Given records below:

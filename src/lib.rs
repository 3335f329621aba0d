//! # STXI - Suffix Tree Text Index
//!
//! STXI builds a compressed trie of all suffixes of a fixed text (a suffix
//! tree) in linear time with Ukkonen's online algorithm, and answers
//! substring-existence and substring-occurrence queries against it. It is
//! meant for fast repeated substring search over a large, static text:
//! bioinformatics, text indexing, duplicate detection.
//!
//! ## Architecture
//!
//! - [`tree`] - construction (Ukkonen's algorithm), queries, diagnostics
//! - [`output`] - result formatting for the CLI
//!
//! ## Quick Start
//!
//! ```
//! use stxi::tree::SuffixTree;
//!
//! // The trailing sentinel guarantees every suffix its own leaf
//! let tree = SuffixTree::build("banana$").unwrap();
//!
//! assert!(tree.contains(b"nan").unwrap());
//! assert!(!tree.contains(b"xyz").unwrap());
//!
//! let mut offsets = tree.search(b"ana").unwrap();
//! offsets.sort_unstable();
//! assert_eq!(offsets, vec![1, 3]);
//! ```
//!
//! ## Performance
//!
//! Construction is O(n) through three devices: skip/count edge matching
//! (whole edges consumed by length, never byte-at-a-time), suffix links
//! with a two-level canonical-reference jump between extensions, and a
//! last-created-leaf shortcut that lets each phase skip extensions already
//! known to be present. Queries cost O(m) for a pattern of length m plus
//! output size; the finished tree is immutable and safe to query from any
//! number of threads.

pub mod output;
pub mod tree;

pub use tree::{SuffixTree, TreeError, TreeStats};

End of Given records.

→ **Required work**: Starting with the first line of the listing above and ending with the line that holds "algorithm), queries, diagnostics", return those lines exactly as written, both included.

→ **Finished exercise**:
filename src/lib.rs
repository 3335f329621aba0d
//! # STXI - Suffix Tree Text Index
//!
//! STXI builds a compressed trie of all suffixes of a fixed text (a suffix
//! tree) in linear time with Ukkonen's online algorithm, and answers
//! substring-existence and substring-occurrence queries against it. It is
//! meant for fast repeated substring search over a large, static text:
//! bioinformatics, text indexing, duplicate detection.
//!
//! ## Architecture
//!
//! - [`tree`] - construction (Ukkonen's algorithm), queries, diagnostics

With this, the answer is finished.